Despite its unquestionable role, current target-based newborn screening programs yield only a snapshot of all metabolic alterations. Many IEMs cannot be identified by current routine targeted metabolite analyses [44]. Even when targeted screening protocols focused on a single disease or a group of related diseases, up to 79% false positive results were reported in a study in Taiwan [126]. In 2005, newborn screening error rates were estimated to occur in 2500 to 51,000 cases in the United States, per expected specificities of individual metabolite target tests [127]. Such false positive results have great psychological impact on parents [128]. In addition, there are added costs of secondary confirmatory diagnostic testing, follow-up, and primary medical management until the correct diagnosis is revealed [129].

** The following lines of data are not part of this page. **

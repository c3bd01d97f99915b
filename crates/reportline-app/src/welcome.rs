// Copyright 2026 Phillip Cloud
// Licensed under the Apache License, Version 2.0

//! Text model for the header shown above the first message of a chat.
//!
//! Only content is decided here. Fonts, spacing and navigation belong to the
//! caller, which receives segments tagged with an emphasis and an optional
//! link target.

use crate::{AccountId, Report, ReportId};

/// Looks up a localized phrase. Keys and results are opaque to this module.
pub trait Translate {
    fn translate(&self, key: &str, params: &[(&str, &str)]) -> String;
}

#[derive(Debug, Clone, Copy, PartialEq, Eq)]
pub enum WelcomeKind {
    ChatRoom,
    PolicyExpenseChat,
    Default,
}

impl WelcomeKind {
    pub fn of(report: &Report) -> Self {
        if report.is_chat_room() {
            Self::ChatRoom
        } else if report.is_policy_expense_chat() {
            Self::PolicyExpenseChat
        } else {
            Self::Default
        }
    }
}

#[derive(Debug, Clone, PartialEq, Eq)]
pub struct ParticipantName {
    pub account_id: AccountId,
    pub display_name: String,
    pub pronouns: String,
    /// Optimistic participants have no profile to open yet.
    pub is_optimistic: bool,
}

#[derive(Debug, Clone, PartialEq, Eq, Default)]
pub struct RoomWelcomeMessage {
    pub phrase1: String,
    pub show_report_name: bool,
    pub phrase2: Option<String>,
}

#[derive(Debug, Clone, PartialEq, Eq)]
pub struct WelcomeContext<'a> {
    pub report: &'a Report,
    pub owner_display_name: String,
    pub participants: Vec<ParticipantName>,
    pub room_welcome: RoomWelcomeMessage,
    /// Money request option keys, e.g. `split` or `request`.
    pub money_request_options: Vec<String>,
}

#[derive(Debug, Clone, Copy, PartialEq, Eq)]
pub enum Emphasis {
    Normal,
    Strong,
}

#[derive(Debug, Clone, PartialEq, Eq)]
pub enum SegmentLink {
    ReportDetails(ReportId),
    Profile(AccountId),
}

#[derive(Debug, Clone, PartialEq, Eq)]
pub struct WelcomeSegment {
    pub text: String,
    pub emphasis: Emphasis,
    pub link: Option<SegmentLink>,
}

impl WelcomeSegment {
    fn plain(text: impl Into<String>) -> Self {
        Self {
            text: text.into(),
            emphasis: Emphasis::Normal,
            link: None,
        }
    }

    fn strong(text: impl Into<String>, link: Option<SegmentLink>) -> Self {
        Self {
            text: text.into(),
            emphasis: Emphasis::Strong,
            link,
        }
    }
}

#[derive(Debug, Clone, PartialEq, Eq)]
pub struct WelcomeText {
    pub kind: WelcomeKind,
    pub hero: String,
    pub body: Vec<WelcomeSegment>,
}

impl WelcomeText {
    pub fn plain_text(&self) -> String {
        self.body
            .iter()
            .map(|segment| segment.text.as_str())
            .collect()
    }
}

pub fn build_welcome_text(context: &WelcomeContext<'_>, translator: &dyn Translate) -> WelcomeText {
    let report = context.report;
    let kind = WelcomeKind::of(report);
    let report_name = report.report_name.as_deref().unwrap_or("");

    let hero = match kind {
        WelcomeKind::ChatRoom => translator.translate(
            "reportActionsView.welcomeToRoom",
            &[("roomName", report_name)],
        ),
        WelcomeKind::PolicyExpenseChat | WelcomeKind::Default => {
            translator.translate("reportActionsView.sayHello", &[])
        }
    };

    let mut body = match kind {
        WelcomeKind::PolicyExpenseChat => expense_chat_segments(context, translator),
        WelcomeKind::ChatRoom => room_segments(context, report_name),
        WelcomeKind::Default => participant_segments(context, translator),
    };

    let additional_text = context
        .money_request_options
        .iter()
        .map(|option| translator.translate(&format!("reportActionsView.iouTypes.{option}"), &[]))
        .collect::<Vec<_>>()
        .join(", ");
    if !additional_text.is_empty() {
        body.push(WelcomeSegment::plain(translator.translate(
            "reportActionsView.usePlusButton",
            &[("additionalText", additional_text.as_str())],
        )));
    }

    WelcomeText { kind, hero, body }
}

fn expense_chat_segments(
    context: &WelcomeContext<'_>,
    translator: &dyn Translate,
) -> Vec<WelcomeSegment> {
    let policy_name = context.report.policy_name.as_deref().unwrap_or("");
    vec![
        WelcomeSegment::plain(translator.translate(
            "reportActionsView.beginningOfChatHistoryPolicyExpenseChatPartOne",
            &[],
        )),
        WelcomeSegment::strong(context.owner_display_name.clone(), None),
        WelcomeSegment::plain(translator.translate(
            "reportActionsView.beginningOfChatHistoryPolicyExpenseChatPartTwo",
            &[],
        )),
        WelcomeSegment::strong(policy_name, None),
        WelcomeSegment::plain(translator.translate(
            "reportActionsView.beginningOfChatHistoryPolicyExpenseChatPartThree",
            &[],
        )),
    ]
}

fn room_segments(context: &WelcomeContext<'_>, report_name: &str) -> Vec<WelcomeSegment> {
    let room = &context.room_welcome;
    let mut segments = vec![WelcomeSegment::plain(room.phrase1.clone())];
    if room.show_report_name {
        let link = context
            .report
            .report_id
            .clone()
            .filter(ReportId::is_present)
            .map(SegmentLink::ReportDetails);
        segments.push(WelcomeSegment::strong(report_name, link));
    }
    if let Some(phrase2) = &room.phrase2 {
        segments.push(WelcomeSegment::plain(phrase2.clone()));
    }
    segments
}

fn participant_segments(
    context: &WelcomeContext<'_>,
    translator: &dyn Translate,
) -> Vec<WelcomeSegment> {
    let mut segments = vec![WelcomeSegment::plain(
        translator.translate("reportActionsView.beginningOfChatHistory", &[]),
    )];
    let count = context.participants.len();
    for (index, participant) in context.participants.iter().enumerate() {
        let link =
            (!participant.is_optimistic).then_some(SegmentLink::Profile(participant.account_id));
        segments.push(WelcomeSegment::strong(participant.display_name.clone(), link));
        if !participant.pronouns.is_empty() {
            segments.push(WelcomeSegment::plain(format!(" ({})", participant.pronouns)));
        }
        if index + 1 == count {
            segments.push(WelcomeSegment::plain("."));
        } else if index + 2 == count {
            let and = translator.translate("common.and", &[]);
            segments.push(WelcomeSegment::plain(format!(" {and} ")));
        } else {
            segments.push(WelcomeSegment::plain(", "));
        }
    }
    segments
}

False interpretation of disease manifestations by the parents or family doctors as well as incomplete description of patient symptoms by the parents may lead to inappropriate diagnostic panels. Hence, there is a high risk that improper tests are performed by metabolite target screening methods, increasing the rate of false negative results and delaying accurate diagnoses [118,124]. Using different cut offs for the same disease is responsible for missed cases as well as for false positive results [124,130]. Both false negative and false positive results in newborn screening have many causes. A single biomarker or set of two metabolites can act as biomarker for more than one IEM disease. For example, methionine and cysteine levels are used for the diagnosis of homocystinuria, methionine adenosyltransferase deficiency, and adenosylhomocysteine hydrolase deficiency. Histidine levels are used for the diagnosis of histidinemia and formiminotransferase deficiency [131]. Further complicating correct diagnoses is the fact that many amino acid biomarkers may be affected by other factors such as feeding prior to screening or day time of screening [124,132].

The economic evaluation of targeted newborn screening programs has been studied in different areas over the last decade. Thiboonboon et al. described extended metabolic screening as not cost-effective in Thailand [133]. In the UK, newborn screening is recommend only as cost-effective for a limited subset of diseases, dedicated for PKU and Medium Chain Acyl COA Dehydrogenase Deficiency (MCAD), excluding many other inherited metabolic diseases [134]. For the US state of Texas, it was reported that expanded newborn screening increases the costs to the payer [135]. Newborn screening programs are still not used in all countries worldwide, especially in developing countries [120]. The American College of Medical Genetics have recommended a uniform panel of conditions formed of 29 diseases together with 25 related diseases, including outcomes and guidelines [136]. However, these recommendations are given for a specific country but are not used worldwide. Even within the US, different states adopted varying parts of these recommendations and did not implement single standardized sets [29].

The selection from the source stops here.